● **Problem**
Reproduce the lines from the one holding "let described: DescribeIndexResponse" to the end of the entries. Include both ends and change nothing.

╭─ Supplied data

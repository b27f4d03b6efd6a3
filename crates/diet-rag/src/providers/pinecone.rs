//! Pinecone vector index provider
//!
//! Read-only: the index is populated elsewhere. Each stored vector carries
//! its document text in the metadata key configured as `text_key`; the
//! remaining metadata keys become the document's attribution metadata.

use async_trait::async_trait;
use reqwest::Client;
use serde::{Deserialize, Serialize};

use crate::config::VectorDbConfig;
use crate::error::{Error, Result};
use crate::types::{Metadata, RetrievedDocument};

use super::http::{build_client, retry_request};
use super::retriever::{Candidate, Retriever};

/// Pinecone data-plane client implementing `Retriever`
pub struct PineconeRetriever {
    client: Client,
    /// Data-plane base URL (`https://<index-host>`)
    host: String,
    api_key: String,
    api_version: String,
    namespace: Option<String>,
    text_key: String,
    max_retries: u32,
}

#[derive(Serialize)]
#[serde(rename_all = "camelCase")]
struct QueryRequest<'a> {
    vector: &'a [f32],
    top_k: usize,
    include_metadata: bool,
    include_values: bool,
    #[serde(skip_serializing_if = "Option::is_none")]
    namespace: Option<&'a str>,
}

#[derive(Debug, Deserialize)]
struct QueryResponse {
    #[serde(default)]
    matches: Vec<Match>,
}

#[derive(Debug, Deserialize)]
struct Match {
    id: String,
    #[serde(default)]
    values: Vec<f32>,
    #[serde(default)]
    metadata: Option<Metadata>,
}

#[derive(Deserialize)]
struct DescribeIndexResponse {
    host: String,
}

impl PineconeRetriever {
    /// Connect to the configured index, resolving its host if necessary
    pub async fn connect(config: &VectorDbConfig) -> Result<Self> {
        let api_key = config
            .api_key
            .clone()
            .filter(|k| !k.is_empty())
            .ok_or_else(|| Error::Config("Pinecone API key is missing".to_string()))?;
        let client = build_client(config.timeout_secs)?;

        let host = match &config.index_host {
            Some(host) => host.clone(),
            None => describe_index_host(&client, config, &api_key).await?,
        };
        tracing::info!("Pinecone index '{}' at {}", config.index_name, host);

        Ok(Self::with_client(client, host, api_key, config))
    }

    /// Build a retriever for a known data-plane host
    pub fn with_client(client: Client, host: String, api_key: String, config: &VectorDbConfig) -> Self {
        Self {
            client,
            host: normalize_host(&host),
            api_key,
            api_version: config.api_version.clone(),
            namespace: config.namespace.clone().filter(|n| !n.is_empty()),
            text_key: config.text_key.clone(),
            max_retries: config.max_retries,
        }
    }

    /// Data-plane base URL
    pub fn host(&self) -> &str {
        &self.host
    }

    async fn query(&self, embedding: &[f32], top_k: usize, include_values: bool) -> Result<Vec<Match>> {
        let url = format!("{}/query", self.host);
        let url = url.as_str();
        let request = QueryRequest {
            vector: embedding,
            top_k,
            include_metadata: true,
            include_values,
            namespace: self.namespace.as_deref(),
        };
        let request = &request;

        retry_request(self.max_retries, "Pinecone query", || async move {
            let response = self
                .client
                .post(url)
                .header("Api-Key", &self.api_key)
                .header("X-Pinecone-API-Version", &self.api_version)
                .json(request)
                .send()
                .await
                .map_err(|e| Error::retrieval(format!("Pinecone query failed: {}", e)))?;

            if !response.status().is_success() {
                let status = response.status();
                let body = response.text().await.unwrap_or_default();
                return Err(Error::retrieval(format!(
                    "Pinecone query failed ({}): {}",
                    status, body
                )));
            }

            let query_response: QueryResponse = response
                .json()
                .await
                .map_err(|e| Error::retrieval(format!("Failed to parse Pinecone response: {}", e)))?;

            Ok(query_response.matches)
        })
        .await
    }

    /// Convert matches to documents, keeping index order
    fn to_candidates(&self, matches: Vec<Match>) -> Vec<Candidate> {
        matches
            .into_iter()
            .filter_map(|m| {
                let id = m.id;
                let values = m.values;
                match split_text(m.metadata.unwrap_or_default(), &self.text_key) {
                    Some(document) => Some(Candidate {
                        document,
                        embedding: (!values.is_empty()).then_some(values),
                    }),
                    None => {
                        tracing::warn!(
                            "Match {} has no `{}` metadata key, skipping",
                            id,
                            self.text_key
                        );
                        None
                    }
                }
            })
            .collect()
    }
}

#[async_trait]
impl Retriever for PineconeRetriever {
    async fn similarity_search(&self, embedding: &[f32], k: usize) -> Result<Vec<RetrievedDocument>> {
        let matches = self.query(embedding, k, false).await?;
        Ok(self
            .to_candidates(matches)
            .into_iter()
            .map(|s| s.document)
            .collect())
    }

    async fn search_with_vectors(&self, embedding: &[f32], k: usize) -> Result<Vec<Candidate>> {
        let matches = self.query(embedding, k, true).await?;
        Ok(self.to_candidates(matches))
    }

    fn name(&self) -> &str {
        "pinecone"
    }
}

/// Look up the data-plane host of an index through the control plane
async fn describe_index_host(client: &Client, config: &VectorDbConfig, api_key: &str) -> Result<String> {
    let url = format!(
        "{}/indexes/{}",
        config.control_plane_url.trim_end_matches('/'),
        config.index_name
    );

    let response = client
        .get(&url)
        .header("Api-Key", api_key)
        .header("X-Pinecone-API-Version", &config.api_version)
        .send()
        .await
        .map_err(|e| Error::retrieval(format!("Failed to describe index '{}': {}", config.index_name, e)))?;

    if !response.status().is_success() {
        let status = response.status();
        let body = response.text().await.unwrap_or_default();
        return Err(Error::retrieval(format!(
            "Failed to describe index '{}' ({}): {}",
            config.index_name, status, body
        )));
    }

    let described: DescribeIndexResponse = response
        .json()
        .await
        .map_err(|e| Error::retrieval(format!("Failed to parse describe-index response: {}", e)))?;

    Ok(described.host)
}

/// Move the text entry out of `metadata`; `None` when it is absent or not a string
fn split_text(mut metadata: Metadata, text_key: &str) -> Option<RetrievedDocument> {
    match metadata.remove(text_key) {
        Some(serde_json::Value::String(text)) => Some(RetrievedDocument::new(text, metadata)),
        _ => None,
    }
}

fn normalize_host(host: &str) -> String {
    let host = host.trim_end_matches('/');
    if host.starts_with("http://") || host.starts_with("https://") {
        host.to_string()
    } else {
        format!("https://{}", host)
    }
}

╰─

● **Response to this task**
    let described: DescribeIndexResponse = response
        .json()
        .await
        .map_err(|e| Error::retrieval(format!("Failed to parse describe-index response: {}", e)))?;

    Ok(described.host)
}

/// Move the text entry out of `metadata`; `None` when it is absent or not a string
fn split_text(mut metadata: Metadata, text_key: &str) -> Option<RetrievedDocument> {
    match metadata.remove(text_key) {
        Some(serde_json::Value::String(text)) => Some(RetrievedDocument::new(text, metadata)),
        _ => None,
    }
}

fn normalize_host(host: &str) -> String {
    let host = host.trim_end_matches('/');
    if host.starts_with("http://") || host.starts_with("https://") {
        host.to_string()
    } else {
        format!("https://{}", host)
    }
}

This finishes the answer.